▸ **Problem to solve**: Please restate verbatim the lines that open the listing below, ending with the line in which "to left-centre of" occurs.

▸ **Information supplied**:
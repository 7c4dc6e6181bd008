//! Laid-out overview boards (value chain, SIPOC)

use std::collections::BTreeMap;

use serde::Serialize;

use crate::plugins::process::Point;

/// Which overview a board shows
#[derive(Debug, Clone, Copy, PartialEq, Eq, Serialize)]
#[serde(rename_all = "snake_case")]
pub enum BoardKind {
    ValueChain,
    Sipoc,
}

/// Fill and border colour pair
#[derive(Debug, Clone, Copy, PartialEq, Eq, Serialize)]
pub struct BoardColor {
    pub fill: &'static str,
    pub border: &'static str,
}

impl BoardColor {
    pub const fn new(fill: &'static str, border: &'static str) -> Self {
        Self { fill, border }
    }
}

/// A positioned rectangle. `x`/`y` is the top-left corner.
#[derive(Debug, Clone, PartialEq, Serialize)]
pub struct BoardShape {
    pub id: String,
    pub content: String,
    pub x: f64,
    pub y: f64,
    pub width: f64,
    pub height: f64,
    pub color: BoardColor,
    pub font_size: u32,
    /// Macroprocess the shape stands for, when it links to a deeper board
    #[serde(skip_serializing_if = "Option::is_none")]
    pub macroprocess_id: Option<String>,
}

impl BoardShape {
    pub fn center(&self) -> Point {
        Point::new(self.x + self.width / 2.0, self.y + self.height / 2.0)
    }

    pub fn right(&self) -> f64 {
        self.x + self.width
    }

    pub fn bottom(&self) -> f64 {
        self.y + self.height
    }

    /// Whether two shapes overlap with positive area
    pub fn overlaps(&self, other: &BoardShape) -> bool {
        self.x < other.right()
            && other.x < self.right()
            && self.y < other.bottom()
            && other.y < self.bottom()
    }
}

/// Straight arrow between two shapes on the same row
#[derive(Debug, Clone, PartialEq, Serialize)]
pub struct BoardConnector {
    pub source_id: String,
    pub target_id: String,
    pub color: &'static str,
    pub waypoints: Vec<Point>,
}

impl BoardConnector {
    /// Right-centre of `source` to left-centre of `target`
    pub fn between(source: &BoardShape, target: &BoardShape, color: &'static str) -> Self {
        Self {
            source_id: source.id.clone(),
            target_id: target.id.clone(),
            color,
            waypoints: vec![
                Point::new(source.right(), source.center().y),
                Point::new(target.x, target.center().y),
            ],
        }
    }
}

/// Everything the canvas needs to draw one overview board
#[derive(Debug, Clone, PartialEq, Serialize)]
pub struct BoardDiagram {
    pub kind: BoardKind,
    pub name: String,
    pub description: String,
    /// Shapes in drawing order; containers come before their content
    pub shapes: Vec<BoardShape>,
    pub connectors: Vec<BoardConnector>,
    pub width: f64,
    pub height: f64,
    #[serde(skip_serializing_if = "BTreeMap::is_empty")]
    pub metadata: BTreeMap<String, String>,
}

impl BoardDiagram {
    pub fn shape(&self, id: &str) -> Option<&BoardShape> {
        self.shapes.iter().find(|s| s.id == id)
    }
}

▸ **Result**:
repository 7c4dc6e6181bd008
//! Laid-out overview boards (value chain, SIPOC)

use std::collections::BTreeMap;

use serde::Serialize;

use crate::plugins::process::Point;

/// Which overview a board shows
#[derive(Debug, Clone, Copy, PartialEq, Eq, Serialize)]
#[serde(rename_all = "snake_case")]
pub enum BoardKind {
    ValueChain,
    Sipoc,
}

/// Fill and border colour pair
#[derive(Debug, Clone, Copy, PartialEq, Eq, Serialize)]
pub struct BoardColor {
    pub fill: &'static str,
    pub border: &'static str,
}

impl BoardColor {
    pub const fn new(fill: &'static str, border: &'static str) -> Self {
        Self { fill, border }
    }
}

/// A positioned rectangle. `x`/`y` is the top-left corner.
#[derive(Debug, Clone, PartialEq, Serialize)]
pub struct BoardShape {
    pub id: String,
    pub content: String,
    pub x: f64,
    pub y: f64,
    pub width: f64,
    pub height: f64,
    pub color: BoardColor,
    pub font_size: u32,
    /// Macroprocess the shape stands for, when it links to a deeper board
    #[serde(skip_serializing_if = "Option::is_none")]
    pub macroprocess_id: Option<String>,
}

impl BoardShape {
    pub fn center(&self) -> Point {
        Point::new(self.x + self.width / 2.0, self.y + self.height / 2.0)
    }

    pub fn right(&self) -> f64 {
        self.x + self.width
    }

    pub fn bottom(&self) -> f64 {
        self.y + self.height
    }

    /// Whether two shapes overlap with positive area
    pub fn overlaps(&self, other: &BoardShape) -> bool {
        self.x < other.right()
            && other.x < self.right()
            && self.y < other.bottom()
            && other.y < self.bottom()
    }
}

/// Straight arrow between two shapes on the same row
#[derive(Debug, Clone, PartialEq, Serialize)]
pub struct BoardConnector {
    pub source_id: String,
    pub target_id: String,
    pub color: &'static str,
    pub waypoints: Vec<Point>,
}

impl BoardConnector {
    /// Right-centre of `source` to left-centre of `target`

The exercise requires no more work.